For me, both these singers past history is really with bands I really hadn’t covered before, for any site I've previously written for or 'Chambers of Rock,' but you know what? I love this album!
It’s very good European sounding melodic hard rock meets symphonic metal kind of styling.

Amanda Somerville, possibly best know for her work with Avantasia, but if you look her up through the web, it seems she’s done plenty of varied work before. Michael Kiske I should know more about, from his best known band Helloween, but I really don’t, but together under the project guidance of one Mat Sinner (Sinner, Primal Fear), they really have something here!

‘Nothing Left To Say’ comes out of the gates – So to speak! – in a similar fashion to say, Gary Moore / Phil Lynott’s 'Out in the Fields' and it’s actually immense.

With ‘Silence’ next, which was apparently the first single, it makes me think of a more commercial / melodic Evanescence and it's very good indeed.

‘If I Had a Wish’ follows a similar path as the opener and the guitar harmonies remind me a little more of a heavier Thin Lizzy, but if you’re not a Lizzy fan, perhaps the bigger melodic hooks here are what should grab you! Very good indeed.

Amanda Somerville’s voice starts hauntingly on ‘Arise’ in a beautiful sense, yet the song started with a very metallic start and comes back to that metallic sound again and then there’s those harmony guitar solos, but the song is still indeed strong.

It’s that symphonic metal sound again, that starts ‘End of the Road’ and you know Savatage or should that be T.S.O. come to mind to a degree here and there’s a seriously widdly, widdly guitar solo here and I wonder if it’s Mat Sinner’s bandmate Magnus Karlsson from Primal Fear or the other guitarist here Sander Gommans, either way, they both combine very well in the overall sound, alongside great players in drummers Martin Schmidt and Ramy Ali, as well as keyboard man Jimmy Kresic.

  1. The great music continues with the huge hooks of ‘Don’t Walk Away’ and almost power ballad effect of ‘A Thousand Suns,’ where Somerville at times almost reaches Kate Bush peaks!

The harmony guitar work plays a big part in ‘Rain’ next to open the track and then we have another big chorus driven track. Great stuff indeed!

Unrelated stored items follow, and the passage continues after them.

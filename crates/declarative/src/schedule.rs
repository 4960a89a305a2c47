//! Schedules limiting how often a resource is applied
//!
//! A schedule is matched against the time the resource was last checked,
//! as recorded in the persistence store. A resource that was never checked
//! always matches, unless its period is `never`.

use chrono::{DateTime, TimeDelta, Utc};
use serde::{Deserialize, Serialize};
use std::fmt;
use std::str::FromStr;

/// Length of a schedule window
#[derive(Debug, Clone, Copy, PartialEq, Eq, Hash, Serialize, Deserialize)]
#[serde(rename_all = "lowercase")]
pub enum Period {
    Hourly,
    Daily,
    Weekly,
    Monthly,
    /// The resource is never applied
    Never,
}

impl Period {
    /// Window length; `None` for [`Period::Never`]
    pub fn length(&self) -> Option<TimeDelta> {
        match self {
            Self::Hourly => Some(TimeDelta::hours(1)),
            Self::Daily => Some(TimeDelta::days(1)),
            Self::Weekly => Some(TimeDelta::days(7)),
            Self::Monthly => Some(TimeDelta::days(30)),
            Self::Never => None,
        }
    }

    pub fn as_str(&self) -> &'static str {
        match self {
            Self::Hourly => "hourly",
            Self::Daily => "daily",
            Self::Weekly => "weekly",
            Self::Monthly => "monthly",
            Self::Never => "never",
        }
    }
}

impl fmt::Display for Period {
    fn fmt(&self, f: &mut fmt::Formatter<'_>) -> fmt::Result {
        f.write_str(self.as_str())
    }
}

impl FromStr for Period {
    type Err = String;

    fn from_str(s: &str) -> Result<Self, Self::Err> {
        match s.trim().to_lowercase().as_str() {
            "hourly" => Ok(Self::Hourly),
            "daily" => Ok(Self::Daily),
            "weekly" => Ok(Self::Weekly),
            "monthly" => Ok(Self::Monthly),
            "never" => Ok(Self::Never),
            other => Err(format!(
                "invalid period '{other}': expected hourly, daily, weekly, monthly or never"
            )),
        }
    }
}

fn default_repeat() -> u32 {
    1
}

/// How often a resource may be applied: `repeat` times per `period`
#[derive(Debug, Clone, Copy, PartialEq, Eq, Hash, Serialize, Deserialize)]
pub struct Schedule {
    pub period: Period,
    #[serde(default = "default_repeat")]
    pub repeat: u32,
}

impl Schedule {
    pub fn new(period: Period) -> Self {
        Self { period, repeat: 1 }
    }

    pub fn with_repeat(mut self, repeat: u32) -> Self {
        self.repeat = repeat;
        self
    }

    /// Shortest time between two applications
    pub fn interval(&self) -> Option<TimeDelta> {
        let length = self.period.length()?;
        let repeat = i32::try_from(self.repeat.max(1)).unwrap_or(i32::MAX);
        Some(length / repeat)
    }

    /// Whether a resource last checked at `last_checked` may be applied at `now`
    pub fn matches(&self, last_checked: Option<DateTime<Utc>>, now: DateTime<Utc>) -> bool {
        let Some(interval) = self.interval() else {
            return false;
        };
        match last_checked {
            None => true,
            Some(last) => now - last >= interval,
        }
    }
}

impl fmt::Display for Schedule {
    fn fmt(&self, f: &mut fmt::Formatter<'_>) -> fmt::Result {
        if self.repeat > 1 {
            write!(f, "{} x{}", self.period, self.repeat)
        } else {
            write!(f, "{}", self.period)
        }
    }
}
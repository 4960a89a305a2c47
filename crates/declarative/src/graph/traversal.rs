//! Dependency-ordered traversal of the relationship graph

use super::{Priority, RelationshipGraph};
use crate::catalog::ResourceId;
use crate::error::Result;
use log::{debug, warn};
use std::cmp::Reverse;
use std::collections::{BinaryHeap, HashMap, HashSet};

/// Callbacks driving a traversal
///
/// Every hook except [`TraversalHooks::visit`] has a permissive default.
/// Hooks that can change the graph receive it mutably; the traversal
/// treats its cached blocker counts as stale whenever
/// [`TraversalHooks::pre_process`] reports an expansion.
pub trait TraversalHooks {
    /// Polled before each vertex; returning false cancels the rest
    fn should_continue(&mut self) -> bool {
        true
    }

    /// Whether the vertex can be visited now; unsuitable vertices are deferred
    fn suitable(&mut self, _id: ResourceId) -> bool {
        true
    }

    /// Runs right before a visit; returns true if the graph was expanded
    fn pre_process(&mut self, _graph: &mut RelationshipGraph, _id: ResourceId) -> bool {
        false
    }

    /// Apply the vertex
    fn visit(&mut self, graph: &mut RelationshipGraph, id: ResourceId);

    /// The vertex stayed unsuitable while nothing else could make progress
    fn overly_deferred(&mut self, _id: ResourceId) {}

    /// The vertex was never visited because the traversal was cancelled
    fn canceled(&mut self, _id: ResourceId) {}

    /// The vertex never became ready; `waiting_on` lists its unfinished dependencies
    fn blocked(&mut self, _graph: &RelationshipGraph, _id: ResourceId, _waiting_on: &[ResourceId]) {}
}

/// Counts of what happened during a traversal
#[derive(Debug, Clone, Copy, Default, PartialEq, Eq)]
pub struct TraversalStats {
    pub visited: usize,
    pub overly_deferred: usize,
    pub canceled: usize,
    pub blocked: usize,
}

/// Ready queue and blocker bookkeeping for one traversal
#[derive(Debug, Default)]
pub struct Scheduler {
    blockers: HashMap<ResourceId, usize>,
    ready: BinaryHeap<Reverse<(Priority, ResourceId)>>,
    queued: HashSet<ResourceId>,
    done: HashSet<ResourceId>,
}

impl Scheduler {
    pub fn new() -> Self {
        Self::default()
    }

    /// Count the dependencies of every vertex and enqueue those with none
    pub fn enqueue_roots(&mut self, graph: &RelationshipGraph) {
        for id in graph.vertices() {
            let count = graph.dependencies(id).len();
            self.blockers.insert(id, count);
            if count == 0 {
                self.enqueue(graph, id);
            }
        }
    }

    /// Make a vertex ready
    pub fn enqueue(&mut self, graph: &RelationshipGraph, id: ResourceId) {
        if self.done.contains(&id) || !self.queued.insert(id) {
            return;
        }
        let priority = match graph.priority(id) {
            Some(priority) => priority.clone(),
            None => match graph.reference(id) {
                Some(reference) => Priority::for_ref(reference),
                None => return,
            },
        };
        self.ready.push(Reverse((priority, id)));
    }

    /// Pop the ready vertex with the smallest priority
    pub fn next_resource(&mut self) -> Option<ResourceId> {
        while let Some(Reverse((_, id))) = self.ready.pop() {
            self.queued.remove(&id);
            if !self.done.contains(&id) {
                return Some(id);
            }
        }
        None
    }

    /// Release one blocker of a vertex; true when it has none left
    ///
    /// The first time a vertex is touched after
    /// [`Scheduler::invalidate_blockers`] its count is recomputed from the
    /// dependencies that are not finished yet.
    pub fn unblock(&mut self, graph: &RelationshipGraph, id: ResourceId) -> bool {
        let done = &self.done;
        let count = self
            .blockers
            .entry(id)
            .or_insert_with(|| {
                graph
                    .dependencies(id)
                    .into_iter()
                    .filter(|dependency| !done.contains(dependency))
                    .count()
            });
        if *count > 0 {
            *count -= 1;
        } else {
            warn!(
                "{}: appears to have a negative number of dependencies",
                graph.describe(id)
            );
        }
        *count == 0
    }

    /// Mark a vertex done and release its dependents
    ///
    /// Finishing a vertex twice does nothing.
    pub fn finish(&mut self, graph: &RelationshipGraph, id: ResourceId) {
        if self.done.contains(&id) {
            return;
        }
        for dependent in graph.dependents(id) {
            if self.unblock(graph, dependent) {
                self.enqueue(graph, dependent);
            }
        }
        self.done.insert(id);
    }

    /// Drop every cached blocker count after the graph was expanded
    pub fn invalidate_blockers(&mut self) {
        self.blockers.clear();
    }

    pub fn is_done(&self, id: ResourceId) -> bool {
        self.done.contains(&id)
    }
}

impl RelationshipGraph {
    /// Visit every vertex after all of its dependencies
    ///
    /// Ready vertices are taken in priority order. A vertex that is not
    /// suitable yet is set aside and retried once something else was
    /// visited; if the queue drains without any progress the deferred
    /// vertices are given up on. When the hooks ask to stop, the vertices
    /// that were not reached are reported as canceled. Vertices that are
    /// still waiting on a dependency once nothing else is left, which only
    /// happens when an expansion closed a cycle, are reported as blocked.
    ///
    /// Fails without visiting anything if the graph contains a cycle.
    pub fn traverse<H: TraversalHooks + ?Sized>(&mut self, hooks: &mut H) -> Result<TraversalStats> {
        self.check_acyclic()?;

        let mut scheduler = Scheduler::new();
        let mut stats = TraversalStats::default();
        let mut deferred: Vec<ResourceId> = Vec::new();
        let mut made_progress = false;
        let mut stopped = false;

        scheduler.enqueue_roots(self);

        loop {
            if !hooks.should_continue() {
                stopped = true;
                break;
            }

            let Some(id) = scheduler.next_resource() else {
                if deferred.is_empty() {
                    break;
                }
                if made_progress {
                    for id in deferred.drain(..) {
                        scheduler.enqueue(self, id);
                    }
                } else {
                    for id in deferred.drain(..) {
                        hooks.overly_deferred(id);
                        stats.overly_deferred += 1;
                        scheduler.finish(self, id);
                    }
                }
                made_progress = false;
                continue;
            };

            if !hooks.suitable(id) {
                debug!("{}: deferring until it becomes suitable", self.describe(id));
                deferred.push(id);
                continue;
            }

            made_progress = true;
            if hooks.pre_process(self, id) {
                scheduler.invalidate_blockers();
            }
            hooks.visit(self, id);
            stats.visited += 1;
            scheduler.finish(self, id);
        }

        if stopped {
            for id in deferred.drain(..) {
                scheduler.enqueue(self, id);
            }
            while let Some(id) = scheduler.next_resource() {
                hooks.canceled(id);
                stats.canceled += 1;
                scheduler.finish(self, id);
            }
        }

        for id in self.vertices() {
            if scheduler.is_done(id) {
                continue;
            }
            let waiting_on: Vec<ResourceId> = self
                .dependencies(id)
                .into_iter()
                .filter(|dependency| !scheduler.is_done(*dependency))
                .collect();
            warn!("{}: never became ready to be applied", self.describe(id));
            hooks.blocked(self, id, &waiting_on);
            stats.blocked += 1;
        }

        Ok(stats)
    }
}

‘One Night Burning’ is a seriously big power ballad, interesting sounding guitar solo though, a little different with vibrato effect.

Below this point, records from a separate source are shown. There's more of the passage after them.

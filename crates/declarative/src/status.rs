//! Per-resource status records and the run report

use crate::types::{Event, EventStatus, ResourceRef};
use chrono::{DateTime, Utc};
use serde::Serialize;
use std::collections::HashMap;
use std::time::Duration;

/// Everything that happened to one resource during a run
#[derive(Debug, Clone, Serialize)]
pub struct ResourceStatus {
    pub resource: ResourceRef,
    pub tags: Vec<String>,
    pub events: Vec<Event>,
    pub changed: bool,
    pub failed: bool,
    pub skipped: bool,
    pub scheduled: bool,
    pub restarted: bool,
    pub failed_to_restart: bool,
    pub dependency_failed: bool,
    pub out_of_sync: bool,
    pub change_count: usize,
    pub out_of_sync_count: usize,
    pub corrective_change: bool,
    #[serde(skip_serializing_if = "Option::is_none")]
    pub evaluation_time: Option<Duration>,
    pub time: DateTime<Utc>,
    #[serde(skip_serializing_if = "Option::is_none")]
    pub failure_reason: Option<String>,
}

impl ResourceStatus {
    pub fn new(resource: ResourceRef) -> Self {
        Self {
            resource,
            tags: Vec::new(),
            events: Vec::new(),
            changed: false,
            failed: false,
            skipped: false,
            scheduled: false,
            restarted: false,
            failed_to_restart: false,
            dependency_failed: false,
            out_of_sync: false,
            change_count: 0,
            out_of_sync_count: 0,
            corrective_change: false,
            evaluation_time: None,
            time: Utc::now(),
            failure_reason: None,
        }
    }

    /// Record an event and update the flags it implies
    pub fn add_event(&mut self, event: Event) {
        match event.status {
            EventStatus::Success => {
                self.changed = true;
                self.change_count += 1;
                self.out_of_sync = true;
                self.out_of_sync_count += 1;
            }
            EventStatus::Failure => {
                self.failed = true;
                self.out_of_sync = true;
                self.out_of_sync_count += 1;
            }
            EventStatus::Noop => {
                self.out_of_sync = true;
                self.out_of_sync_count += 1;
            }
            EventStatus::Audit => {}
        }
        if event.corrective_change {
            self.corrective_change = true;
        }
        self.events.push(event);
    }

    /// Mark the resource failed with a single failure event
    pub fn failed_because(&mut self, name: &str, message: impl Into<String>) {
        let message = message.into();
        self.failure_reason = Some(message.clone());
        self.add_event(
            Event::new(self.resource.clone(), name, EventStatus::Failure).with_message(message),
        );
    }

    /// Short label for the most significant outcome
    pub fn state_label(&self) -> &'static str {
        if self.failed || self.failed_to_restart {
            "failed"
        } else if self.skipped {
            "skipped"
        } else if self.changed {
            "changed"
        } else if self.out_of_sync {
            "noop"
        } else if self.restarted {
            "restarted"
        } else {
            "unchanged"
        }
    }
}

/// Counters over every status of a run
#[derive(Debug, Clone, Copy, Default, PartialEq, Eq, Serialize)]
pub struct RunSummary {
    pub total: usize,
    pub changed: usize,
    pub out_of_sync: usize,
    pub failed: usize,
    pub failed_to_restart: usize,
    pub restarted: usize,
    pub skipped: usize,
    pub scheduled: usize,
    pub corrective_change: usize,
}

impl RunSummary {
    /// Add one status to the summary
    pub fn add_status(&mut self, status: &ResourceStatus) {
        self.total += 1;
        self.changed += usize::from(status.changed);
        self.out_of_sync += usize::from(status.out_of_sync);
        self.failed += usize::from(status.failed);
        self.failed_to_restart += usize::from(status.failed_to_restart);
        self.restarted += usize::from(status.restarted);
        self.skipped += usize::from(status.skipped);
        self.scheduled += usize::from(status.scheduled);
        self.corrective_change += usize::from(status.corrective_change);
    }

    /// Check if the run was fully successful
    pub fn is_success(&self) -> bool {
        self.failed == 0 && self.failed_to_restart == 0
    }
}

/// Overall result of a run
#[derive(Debug, Clone, Copy, PartialEq, Eq, Serialize)]
#[serde(rename_all = "lowercase")]
pub enum RunOutcome {
    Unchanged,
    Changed,
    Failed,
}

/// The record of one run, in the order resources were evaluated
#[derive(Debug, Clone, Serialize)]
pub struct Report {
    pub time: DateTime<Utc>,
    pub noop: bool,
    statuses: Vec<ResourceStatus>,
    #[serde(skip)]
    index: HashMap<ResourceRef, usize>,
    pub events: Vec<Event>,
    pub resources_failed_to_generate: bool,
    #[serde(skip_serializing_if = "Option::is_none")]
    pub duration: Option<Duration>,
    #[serde(skip_serializing_if = "Option::is_none")]
    pub store_error: Option<String>,
}

impl Report {
    pub fn new(noop: bool) -> Self {
        Self {
            time: Utc::now(),
            noop,
            statuses: Vec::new(),
            index: HashMap::new(),
            events: Vec::new(),
            resources_failed_to_generate: false,
            duration: None,
            store_error: None,
        }
    }

    /// Store the status of a resource
    ///
    /// Replaces an earlier status for the same resource but keeps its
    /// position and any flags set on it before evaluation.
    pub fn add_resource_status(&mut self, mut status: ResourceStatus) {
        match self.index.get(&status.resource) {
            Some(&i) => {
                let previous = &self.statuses[i];
                status.scheduled |= previous.scheduled;
                status.dependency_failed |= previous.dependency_failed;
                self.statuses[i] = status;
            }
            None => {
                self.index.insert(status.resource.clone(), self.statuses.len());
                self.statuses.push(status);
            }
        }
    }

    /// The status of a resource, created on first use
    pub fn resource_status_mut(&mut self, resource: &ResourceRef) -> &mut ResourceStatus {
        let i = match self.index.get(resource) {
            Some(&i) => i,
            None => {
                self.index.insert(resource.clone(), self.statuses.len());
                self.statuses.push(ResourceStatus::new(resource.clone()));
                self.statuses.len() - 1
            }
        };
        &mut self.statuses[i]
    }

    pub fn resource_status(&self, resource: &ResourceRef) -> Option<&ResourceStatus> {
        self.index.get(resource).map(|&i| &self.statuses[i])
    }

    /// Statuses in evaluation order
    pub fn statuses(&self) -> &[ResourceStatus] {
        &self.statuses
    }

    /// Drop the statuses of resources that should not be reported
    pub fn retain_statuses(&mut self, keep: impl Fn(&ResourceStatus) -> bool) {
        self.statuses.retain(|status| keep(status));
        self.index = self
            .statuses
            .iter()
            .enumerate()
            .map(|(i, status)| (status.resource.clone(), i))
            .collect();
    }

    pub fn summary(&self) -> RunSummary {
        let mut summary = RunSummary::default();
        for status in &self.statuses {
            summary.add_status(status);
        }
        summary
    }

    pub fn outcome(&self) -> RunOutcome {
        let summary = self.summary();
        if !summary.is_success() {
            RunOutcome::Failed
        } else if summary.changed > 0 || summary.restarted > 0 {
            RunOutcome::Changed
        } else {
            RunOutcome::Unchanged
        }
    }
}

#[cfg(test)]
mod tests {
    use super::*;

    fn event(status: EventStatus) -> Event {
        Event::new(ResourceRef::new("notify", "a"), "message_changed", status)
    }

    #[test]
    fn test_event_flags() {
        let mut status = ResourceStatus::new(ResourceRef::new("notify", "a"));
        status.add_event(event(EventStatus::Noop));
        assert!(status.out_of_sync);
        assert!(!status.changed);

        status.add_event(event(EventStatus::Success));
        assert!(status.changed);
        assert_eq!(status.change_count, 1);
        assert_eq!(status.out_of_sync_count, 2);

        status.add_event(event(EventStatus::Audit));
        assert_eq!(status.out_of_sync_count, 2);
        assert!(!status.failed);
    }

    #[test]
    fn test_failed_because() {
        let mut status = ResourceStatus::new(ResourceRef::new("notify", "a"));
        status.failed_because("resource_failed", "the_message");
        assert!(status.failed);
        assert_eq!(status.events.len(), 1);
        assert_eq!(status.events[0].message, "the_message");
        assert_eq!(status.events[0].status, EventStatus::Failure);
        assert_eq!(status.failure_reason.as_deref(), Some("the_message"));
    }

    #[test]
    fn test_report_replaces_status_in_place() {
        let a = ResourceRef::new("notify", "a");
        let b = ResourceRef::new("notify", "b");
        let mut report = Report::new(false);
        report.resource_status_mut(&a).scheduled = true;
        report.add_resource_status(ResourceStatus::new(b.clone()));

        let mut evaluated = ResourceStatus::new(a.clone());
        evaluated.changed = true;
        report.add_resource_status(evaluated);

        let order: Vec<&ResourceRef> = report.statuses().iter().map(|s| &s.resource).collect();
        assert_eq!(order, vec![&a, &b]);
        let status = report.resource_status(&a).unwrap();
        assert!(status.changed);
        assert!(status.scheduled);
    }

    #[test]
    fn test_outcome() {
        let mut report = Report::new(false);
        assert_eq!(report.outcome(), RunOutcome::Unchanged);

        report.resource_status_mut(&ResourceRef::new("notify", "a")).changed = true;
        assert_eq!(report.outcome(), RunOutcome::Changed);

        report
            .resource_status_mut(&ResourceRef::new("notify", "b"))
            .failed_to_restart = true;
        assert_eq!(report.outcome(), RunOutcome::Failed);
        assert_eq!(report.summary().failed_to_restart, 1);
        assert!(!report.summary().is_success());
    }

    #[test]
    fn test_retain_statuses_rebuilds_index() {
        let mut report = Report::new(false);
        report.resource_status_mut(&ResourceRef::new("whit", "completed_x"));
        report.resource_status_mut(&ResourceRef::new("notify", "a"));
        report.retain_statuses(|s| s.resource.type_name != "whit");
        assert_eq!(report.statuses().len(), 1);
        assert!(
            report
                .resource_status(&ResourceRef::new("notify", "a"))
                .is_some()
        );
    }
}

With ‘Devil In Her Heart’ it chugs along building with an almost Bon Jovi like way, but it’s in that symphonic metal manner.

It’s power ballad time again with ‘Second Chance’ which as with everything here, continues to impress and the way that Somerville and Kiske’s voices work so well together, throughout the album, I sincerely hope there’s a second one to follow!

Closing track or ‘bonus track’ as it’s called here on my copy of the album is ‘Set Afire’ that starts in a seriously metallic way, before rhythmic drumming guide Somerville’s haunting vocal line, then joined by Kiske and sounding all the more haunting.
Some mystical sounds, alongside the metal edginess here for sure.

So a very good album indeed, really great vocally and the music playing, although it’s quite metallic in places, it’s got so many hooklines, it’s sure to grab anyone who enjoys edgy yet melodic rock.

There was even a bonus 3 track DVD second disc with some copies with video’s of ‘Silence’ and If I Had A Wish,’ along with the the making of the album.